Work instruction. Only the lines from the one with "libc::CPU_SET(0, &mut set);" to the end of the records are wanted, each repeated exactly, both ends included.

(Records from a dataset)
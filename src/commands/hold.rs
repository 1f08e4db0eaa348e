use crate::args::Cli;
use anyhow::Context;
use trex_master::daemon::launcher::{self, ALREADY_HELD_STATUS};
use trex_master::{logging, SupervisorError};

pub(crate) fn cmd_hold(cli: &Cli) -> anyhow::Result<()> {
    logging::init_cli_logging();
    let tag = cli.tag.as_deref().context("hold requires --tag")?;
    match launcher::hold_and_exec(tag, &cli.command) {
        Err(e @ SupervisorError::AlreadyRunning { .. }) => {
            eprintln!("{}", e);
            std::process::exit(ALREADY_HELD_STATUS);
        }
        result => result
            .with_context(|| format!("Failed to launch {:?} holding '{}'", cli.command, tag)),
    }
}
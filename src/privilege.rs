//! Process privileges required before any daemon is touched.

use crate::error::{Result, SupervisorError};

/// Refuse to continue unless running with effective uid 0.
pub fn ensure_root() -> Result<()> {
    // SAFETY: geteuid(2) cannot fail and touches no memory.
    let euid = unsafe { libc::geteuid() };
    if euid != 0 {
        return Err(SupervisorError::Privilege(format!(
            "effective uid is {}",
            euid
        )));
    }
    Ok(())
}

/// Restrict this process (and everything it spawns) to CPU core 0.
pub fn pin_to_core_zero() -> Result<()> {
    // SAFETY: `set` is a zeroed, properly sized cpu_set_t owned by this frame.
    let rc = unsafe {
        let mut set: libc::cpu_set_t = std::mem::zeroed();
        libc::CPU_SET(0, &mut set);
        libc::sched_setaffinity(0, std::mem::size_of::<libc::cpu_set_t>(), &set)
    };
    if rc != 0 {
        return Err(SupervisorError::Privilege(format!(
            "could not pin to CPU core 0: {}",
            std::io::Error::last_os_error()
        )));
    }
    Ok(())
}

Problem solution.
        libc::CPU_SET(0, &mut set);
        libc::sched_setaffinity(0, std::mem::size_of::<libc::cpu_set_t>(), &set)
    };
    if rc != 0 {
        return Err(SupervisorError::Privilege(format!(
            "could not pin to CPU core 0: {}",
            std::io::Error::last_os_error()
        )));
    }
    Ok(())
}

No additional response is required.